Did you know that people die from hospital acquired infections every day? They go into the hospital with something else: for example, a back injury and while they are at the hospital they fall ill with pneumonia. The patient may not be able to recover from the pneumonia and ends up more sick which results in the patient’s death. Although the rate of deaths due to hospital acquired infections has declined dramatically over the last couple of years (a 21% decline between 2010 and 2015 according to the US Advisory Board), they still occur.
One of the ways to combat the occurrence of deaths due to hospital acquired infections, is to find out what is causing them. According to the CDC, Acientobacter baumannii is one of the leading causes for hospital acquired infections (HAIs) today. A. baumannii is also one of the bacterial species that has grown highly resistant to many antibiotics over the years.

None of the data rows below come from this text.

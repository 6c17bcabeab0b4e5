//! Embedding session.
//!
//! A [`Session`] bundles the pieces an embedding wires together at plugin
//! instance creation: the bounded request queue, the worker thread, and
//! the outbound sink. The host posts requests (as variants or JSON text)
//! and eventually shuts the session down, which drains the worker and
//! returns its engine so teardown code can verify nothing leaked.

use cbind_core::json::from_json_str;
use cbind_core::{BridgeResult, MessageQueue, Variant};
use cbind_engine::{Engine, MessageSink, Registry};
use std::sync::Arc;

use crate::worker::Worker;

/// Request queue depth used when the embedding does not choose one.
pub const DEFAULT_QUEUE_CAPACITY: usize = 256;

/// A running bridge instance.
#[derive(Debug)]
pub struct Session {
    queue: MessageQueue,
    worker: Worker,
}

impl Session {
    /// Start a session with the default queue capacity.
    pub fn new(registry: Registry, sink: Arc<dyn MessageSink>) -> Self {
        Self::with_capacity(registry, sink, DEFAULT_QUEUE_CAPACITY)
    }

    /// Start a session whose request queue holds at most `capacity`
    /// messages.
    pub fn with_capacity(
        registry: Registry,
        sink: Arc<dyn MessageSink>,
        capacity: usize,
    ) -> Self {
        let queue = MessageQueue::bounded(capacity);
        let worker = Worker::spawn(registry, queue.clone(), sink);
        Self { queue, worker }
    }

    /// Post a request variant to the worker.
    pub fn post_request(&self, request: Variant) -> BridgeResult<()> {
        self.queue.enqueue(request)
    }

    /// Decode and post a JSON request.
    pub fn post_request_json(&self, text: &str) -> BridgeResult<()> {
        self.post_request(from_json_str(text)?)
    }

    /// The request queue (for handing to host-side producers).
    pub fn queue(&self) -> &MessageQueue {
        &self.queue
    }

    /// Stop the worker and take back its engine.
    pub fn shutdown(self) -> Engine {
        // Ignore a send failure here: a closed queue already means the
        // worker is gone.
        let _ = self.queue.enqueue(Variant::Undefined);
        self.worker.join()
    }
}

As part of my INBRE project, I am aiming to purify and characterize a certain protein in this bacteria. By purification and characterization, the bacteria’s protein can then be further studied and possibly inhibited. By inhibiting this specific protein, the hope is that we can stop this bacteria’s path of infection.

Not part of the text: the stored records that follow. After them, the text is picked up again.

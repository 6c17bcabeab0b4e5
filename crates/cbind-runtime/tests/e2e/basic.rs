//! Frame-level exchanges with no commands.

use super::harness::Host;
use cbind_engine::Registry;

#[test]
fn test_function_handle_registration() {
    let host = Host::start(Registry::new());
    host.send("{\"id\": 1, \"set\": {\"1\": [\"function\", 2]}}");
    host.expect_response("{\"id\":1,\"values\":[]}");

    let mut engine = host.shutdown();
    assert_eq!(engine.table().get_func_id(1).unwrap(), 2);
    engine.table_mut().destroy(1).unwrap();
    assert_eq!(engine.live_handle_count(), 0);
}

#[test]
fn test_set_get_destroy_round_trip() {
    let host = Host::start(Registry::new());
    host.send(
        "{\"id\": 1,\
          \"set\": {\"1\": [\"int32\", -7], \"2\": [\"long\", 10, 0]},\
          \"get\": [1, 2],\
          \"destroy\": [1, 2]}",
    );
    host.expect_response("{\"id\":1,\"values\":[-7,[\"long\",10,0]]}");

    let engine = host.shutdown();
    assert_eq!(engine.live_handle_count(), 0);
}

#[test]
fn test_requests_processed_in_enqueue_order() {
    let host = Host::start(Registry::new());
    for id in 1..=5 {
        host.send(&format!("{{\"id\": {}}}", id));
    }
    for id in 1..=5 {
        host.expect_response(&format!("{{\"id\":{},\"values\":[]}}", id));
    }
    host.shutdown();
}
//! Bounded blocking mailbox of variants.
//!
//! A [`MessageQueue`] is the bridge's only synchronization primitive: the
//! host enqueues request variants from its own threads, the worker dequeues
//! them in order, and callback trampolines re-enter the same queue while
//! waiting for their reply. Capacity is fixed at creation; enqueueing into
//! a full queue blocks.

use crate::variant::Variant;
use crossbeam::channel::{bounded, Receiver, Sender};

use crate::error::{BridgeError, BridgeResult};

/// Multi-producer, single-consumer mailbox with a fixed capacity.
///
/// Clones share the same channel; cloning is how a producer handle is handed
/// to another thread or stashed in a callback slot.
#[derive(Debug, Clone)]
pub struct MessageQueue {
    tx: Sender<Variant>,
    rx: Receiver<Variant>,
}

impl MessageQueue {
    /// Create a queue holding at most `capacity` messages.
    pub fn bounded(capacity: usize) -> Self {
        let (tx, rx) = bounded(capacity);
        Self { tx, rx }
    }

    /// Enqueue a message, blocking while the queue is full.
    ///
    /// The queue takes its own reference to the variant. Fails only when
    /// every consumer handle is gone.
    pub fn enqueue(&self, message: Variant) -> BridgeResult<()> {
        self.tx.send(message).map_err(|_| BridgeError::QueueClosed)
    }

    /// Enqueue without blocking. Fails when the queue is full or closed.
    pub fn try_enqueue(&self, message: Variant) -> BridgeResult<()> {
        self.tx
            .try_send(message)
            .map_err(|_| BridgeError::QueueClosed)
    }

    /// Dequeue the next message, blocking while the queue is empty.
    ///
    /// Ownership of the message transfers to the caller. A closed queue
    /// yields `Undefined`, which is also the worker shutdown sentinel, so a
    /// vanished producer side drains into an orderly exit.
    pub fn dequeue(&self) -> Variant {
        self.rx.recv().unwrap_or(Variant::Undefined)
    }

    /// Number of messages currently queued.
    pub fn len(&self) -> usize {
        self.rx.len()
    }

    /// True when no messages are queued.
    pub fn is_empty(&self) -> bool {
        self.rx.is_empty()
    }

    /// The fixed capacity.
    pub fn capacity(&self) -> usize {
        self.tx.capacity().unwrap_or(0)
    }
}
fn arg_buffer(ctx: &CallContext<'_>, index: usize) -> BridgeResult<VarBuffer> {
    let var = ctx.arg_var(index)?;
    match var {
        Variant::ArrayBuffer(buf) => Ok(buf),
        other => Err(BridgeError::TypeMismatch {
            expected: "arraybuffer",
            got: other.type_name(),
        }),
    }
}

fn arg_dict(ctx: &CallContext<'_>, index: usize) -> BridgeResult<VarDict> {
    let var = ctx.arg_var(index)?;
    match var {
        Variant::Dictionary(dict) => Ok(dict),
        other => Err(BridgeError::TypeMismatch {
            expected: "dictionary",
            got: other.type_name(),
        }),
    }
}

fn arg_string_key(ctx: &CallContext<'_>, index: usize) -> BridgeResult<String> {
    let var = ctx.arg_var(index)?;
    match var.as_str() {
        Some(key) => Ok(key.to_owned()),
        None => Err(BridgeError::TypeMismatch {
            expected: "string",
            got: var.type_name(),
        }),
    }
}

fn register_array(registry: &mut Registry, ids: &mut BuiltinIds) {
    let id = registry.register(|ctx| {
        ctx.check_arg_count(0)?;
        ctx.register_ret_var(Variant::Array(VarArray::new()))
    });
    ids.insert("array_create", id);

    let id = registry.register(|ctx| {
        ctx.check_arg_count(2)?;
        let arr = arg_array(ctx, 0)?;
        let index = ctx.arg_uint32(1)? as usize;
        ctx.register_ret_var(arr.get(index))
    });
    ids.insert("array_get", id);

    let id = registry.register(|ctx| {
        ctx.check_arg_count(3)?;
        let arr = arg_array(ctx, 0)?;
        let index = ctx.arg_uint32(1)? as usize;
        let value = ctx.arg_var(2)?;
        arr.set(index, value);
        ctx.register_ret_int32(1)
    });
    ids.insert("array_set", id);

    let id = registry.register(|ctx| {
        ctx.check_arg_count(1)?;
        let arr = arg_array(ctx, 0)?;
        ctx.register_ret_uint32(arr.len() as u32)
    });
    ids.insert("array_get_length", id);

    let id = registry.register(|ctx| {
        ctx.check_arg_count(2)?;
        let arr = arg_array(ctx, 0)?;
        let len = ctx.arg_uint32(1)? as usize;
        arr.set_len(len);
        ctx.register_ret_int32(1)
    });
    ids.insert("array_set_length", id);
}

fn register_array_buffer(registry: &mut Registry, ids: &mut BuiltinIds) {
    let id = registry.register(|ctx| {
        ctx.check_arg_count(1)?;
        let len = ctx.arg_uint32(0)? as usize;
        ctx.register_ret_var(Variant::ArrayBuffer(VarBuffer::new(len)))
    });
    ids.insert("array_buffer_create", id);

    let id = registry.register(|ctx| {
        ctx.check_arg_count(1)?;
        let buf = arg_buffer(ctx, 0)?;
        ctx.register_ret_uint32(buf.byte_length() as u32)
    });
    ids.insert("array_buffer_byte_length", id);

    let id = registry.register(|ctx| {
        ctx.check_arg_count(1)?;
        let buf = arg_buffer(ctx, 0)?;
        ctx.register_ret_voidp(buf.map() as *mut c_void)
    });
    ids.insert("array_buffer_map", id);

    let id = registry.register(|ctx| {
        ctx.check_arg_count(1)?;
        let buf = arg_buffer(ctx, 0)?;
        buf.unmap();
        Ok(())
    });
    ids.insert("array_buffer_unmap", id);
}

fn register_dict(registry: &mut Registry, ids: &mut BuiltinIds) {
    let id = registry.register(|ctx| {
        ctx.check_arg_count(0)?;
        ctx.register_ret_var(Variant::Dictionary(VarDict::new()))
    });
    ids.insert("dict_create", id);

    let id = registry.register(|ctx| {
        ctx.check_arg_count(2)?;
        let dict = arg_dict(ctx, 0)?;
        let key = arg_string_key(ctx, 1)?;
        ctx.register_ret_var(dict.get(&key))
    });
    ids.insert("dict_get", id);

    let id = registry.register(|ctx| {
        ctx.check_arg_count(3)?;
        let dict = arg_dict(ctx, 0)?;
        let key = arg_string_key(ctx, 1)?;
        let value = ctx.arg_var(2)?;
        dict.set(&key, value);
        ctx.register_ret_int32(1)
    });
    ids.insert("dict_set", id);

    let id = registry.register(|ctx| {
        ctx.check_arg_count(2)?;
        let dict = arg_dict(ctx, 0)?;
        let key = arg_string_key(ctx, 1)?;
        dict.delete(&key);
        Ok(())
    });
    ids.insert("dict_delete", id);

    let id = registry.register(|ctx| {
        ctx.check_arg_count(2)?;
        let dict = arg_dict(ctx, 0)?;
        let key = arg_string_key(ctx, 1)?;
        ctx.register_ret_int32(dict.has_key(&key) as i32)
    });
    ids.insert("dict_has_key", id);
}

So far this project has included a lot of pipetting, running gels, sequencing, and growing E-coli with the gene of interest expressed in it. These processes have sometimes been long and repetitive but always informative and exciting! One of the best feelings is being able to see results, whether it be form a positive test on the gel to the site of colonies that have gown on a plate. The end results despite them being good or bad are always intriguing. I hope that by doing this, people in hospital settings will no longer have to worry about “Stayin’ Alive”.